_Task_
Start with the first line of the records below. Output each line exactly, ending with the one that contains "is not valid".

_Records_
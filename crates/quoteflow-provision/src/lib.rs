//! quoteflow-provision: Schema provisioning
//!
//! Waits for the schema registry to come up, then registers every local
//! `*.avsc` schema under the value subject of the topic it is named after.

use std::path::{Path, PathBuf};
use std::time::Duration;

use quoteflow_registry::{value_subject, SchemaRegistryClient};
use serde_json::Value;
use thiserror::Error;
use tokio::time::Instant;
use tracing::{error, info, warn};

/// Default registry polling interval
pub const DEFAULT_POLL_INTERVAL: Duration = Duration::from_secs(2);

#[derive(Error, Debug)]
pub enum ProvisionError {
    #[error("failed to read {path}: {source}")]
    Io {
        path: PathBuf,
        #[source]
        source: std::io::Error,
    },

    #[error("{path} is not valid JSON: {reason}")]
    InvalidJson { path: PathBuf, reason: String },

    #[error("{path} is not a valid Avro schema: {reason}")]
    InvalidSchema { path: PathBuf, reason: String },

    #[error("{0} has no \"name\"")]
    MissingName(PathBuf),

    #[error("no *.avsc schemas found in {0}")]
    NoSchemas(PathBuf),

    #[error("schema registry not reachable after {0:?}")]
    RegistryTimeout(Duration),
}

/// Schema definition read from disk
#[derive(Debug, Clone, PartialEq)]
pub struct LocalSchema {
    pub path: PathBuf,
    /// Topic the schema belongs to
    pub name: String,
    /// Compact JSON text posted to the registry
    pub text: String,
}

impl LocalSchema {
    pub fn subject(&self) -> String {
        value_subject(&self.name)
    }
}

/// Outcome of registering a batch of schemas
#[derive(Debug, Default)]
pub struct RegistrationSummary {
    pub registered: Vec<(String, i32)>,
    pub failed: Vec<(String, String)>,
}

impl RegistrationSummary {
    pub fn is_success(&self) -> bool {
        self.failed.is_empty()
    }
}

/// Poll `GET /subjects` every `interval` until the registry answers.
/// Without a deadline this waits forever.
pub async fn wait_for_registry(
    client: &SchemaRegistryClient,
    interval: Duration,
    deadline: Option<Duration>,
) -> Result<(), ProvisionError> {
    let started = Instant::now();
    loop {
        match client.subjects().await {
            Ok(subjects) => {
                info!(url = %client.base_url(), subjects = subjects.len(), "Schema registry is up");
                return Ok(());
            }
            Err(e) => {
                warn!(url = %client.base_url(), error = %e, "Could not connect to schema registry");
            }
        }

        if let Some(deadline) = deadline {
            if started.elapsed() + interval > deadline {
                return Err(ProvisionError::RegistryTimeout(deadline));
            }
        }
        tokio::time::sleep(interval).await;
    }
}

fn parse_schema(path: &Path) -> Result<LocalSchema, ProvisionError> {
    let content = std::fs::read_to_string(path).map_err(|source| ProvisionError::Io {
        path: path.to_path_buf(),
        source,
    })?;

    let json: Value = serde_json::from_str(&content).map_err(|e| ProvisionError::InvalidJson {
        path: path.to_path_buf(),
        reason: e.to_string(),
    })?;

    let name = json
        .get("name")
        .and_then(Value::as_str)
        .filter(|n| !n.is_empty())
        .ok_or_else(|| ProvisionError::MissingName(path.to_path_buf()))?
        .to_string();

    let text = json.to_string();
    apache_avro::Schema::parse_str(&text).map_err(|e| ProvisionError::InvalidSchema {
        path: path.to_path_buf(),
        reason: e.to_string(),
    })?;

    Ok(LocalSchema {
        path: path.to_path_buf(),
        name,
        text,
    })
}

/// Read every `*.avsc` file in `dir`, sorted by file name. At least one is required.
pub fn load_schemas(dir: &Path) -> Result<Vec<LocalSchema>, ProvisionError> {
    let entries = std::fs::read_dir(dir).map_err(|source| ProvisionError::Io {
        path: dir.to_path_buf(),
        source,
    })?;

    let mut paths = Vec::new();
    for entry in entries {
        let entry = entry.map_err(|source| ProvisionError::Io {
            path: dir.to_path_buf(),
            source,
        })?;
        let path = entry.path();
        if path.is_file() && path.extension().and_then(|e| e.to_str()) == Some("avsc") {
            paths.push(path);
        }
    }
    paths.sort();

    if paths.is_empty() {
        return Err(ProvisionError::NoSchemas(dir.to_path_buf()));
    }

    paths.iter().map(|p| parse_schema(p)).collect()
}

/// Register every schema, continuing past failures
pub async fn register_all(
    client: &SchemaRegistryClient,
    schemas: &[LocalSchema],
) -> RegistrationSummary {
    let mut summary = RegistrationSummary::default();
    for schema in schemas {
        let subject = schema.subject();
        info!(subject = %subject, path = %schema.path.display(), "Posting schema");

        match client.register(&subject, &schema.text).await {
            Ok(id) => {
                info!(subject = %subject, schema_id = id, "Schema registered");
                summary.registered.push((subject, id));
            }
            Err(e) => {
                error!(subject = %subject, error = %e, "Schema registration failed");
                summary.failed.push((subject, e.to_string()));
            }
        }
    }
    summary
}
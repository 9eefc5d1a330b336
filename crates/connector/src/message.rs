use quoteflow_middleware::now_tsc;
use serde_json::Value;

/// Message wraps a decoded feed record with receive metadata
#[derive(Debug, Clone)]
pub struct Message {
    /// TSC timestamp (zero-syscall, convert to wall clock at I/O boundary)
    pub tsc: u64,
    pub feed: String,
    /// Decoded record, expected to be a JSON object carrying `id`
    pub record: Value,
}

impl Message {
    #[inline]
    pub fn new(feed: impl Into<String>, record: Value) -> Self {
        Self::with_tsc(feed, record, now_tsc())
    }

    /// Create a message stamped with the TSC captured at socket receive
    #[inline]
    pub fn with_tsc(feed: impl Into<String>, record: Value, tsc: u64) -> Self {
        Self {
            tsc,
            feed: feed.into(),
            record,
        }
    }

    /// Instrument id of the record, when present and a string
    pub fn instrument_id(&self) -> Option<&str> {
        self.record.get("id").and_then(Value::as_str)
    }
}

#[cfg(test)]
mod tests {
    use super::*;
    use serde_json::json;

    #[test]
    fn test_instrument_id() {
        let msg = Message::new("yahoo", json!({"id": "AAPL", "price": 189.5}));
        assert_eq!(msg.instrument_id(), Some("AAPL"));
        assert!(msg.tsc > 0);

        let msg = Message::with_tsc("yahoo", json!({"id": 42}), 7);
        assert_eq!(msg.instrument_id(), None);
        assert_eq!(msg.tsc, 7);

        let msg = Message::new("yahoo", json!([1, 2, 3]));
        assert_eq!(msg.instrument_id(), None);
    }
}
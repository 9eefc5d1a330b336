use quoteflow_metadata::{AssetClass, InstrumentRegistry};
use std::sync::Arc;

use crate::binding::{TopicBinding, TopicBindings};
use crate::error::PipelineError;

/// Maps an instrument id to its asset class and topic binding
#[derive(Debug, Clone)]
pub struct Classifier {
    instruments: Arc<InstrumentRegistry>,
    bindings: Arc<TopicBindings>,
}

impl Classifier {
    pub fn new(instruments: Arc<InstrumentRegistry>, bindings: Arc<TopicBindings>) -> Self {
        Self {
            instruments,
            bindings,
        }
    }

    pub fn classify(&self, instrument_id: &str) -> Result<AssetClass, PipelineError> {
        self.instruments
            .get(instrument_id)
            .map(|i| i.asset_class)
            .ok_or_else(|| PipelineError::UnknownInstrument(instrument_id.to_string()))
    }

    pub fn route(&self, instrument_id: &str) -> Result<(AssetClass, &TopicBinding), PipelineError> {
        let asset_class = self.classify(instrument_id)?;
        let binding = self
            .bindings
            .get(asset_class)
            .ok_or(PipelineError::MissingBinding(asset_class))?;
        Ok((asset_class, binding))
    }
}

_Output of the exercise_
filename crates/quoteflow-provision/src/lib.rs
//! quoteflow-provision: Schema provisioning
//!
//! Waits for the schema registry to come up, then registers every local
//! `*.avsc` schema under the value subject of the topic it is named after.

use std::path::{Path, PathBuf};
use std::time::Duration;

use quoteflow_registry::{value_subject, SchemaRegistryClient};
use serde_json::Value;
use thiserror::Error;
use tokio::time::Instant;
use tracing::{error, info, warn};

/// Default registry polling interval
pub const DEFAULT_POLL_INTERVAL: Duration = Duration::from_secs(2);

#[derive(Error, Debug)]
pub enum ProvisionError {
    #[error("failed to read {path}: {source}")]
    Io {
        path: PathBuf,
        #[source]
        source: std::io::Error,
    },

    #[error("{path} is not valid JSON: {reason}")]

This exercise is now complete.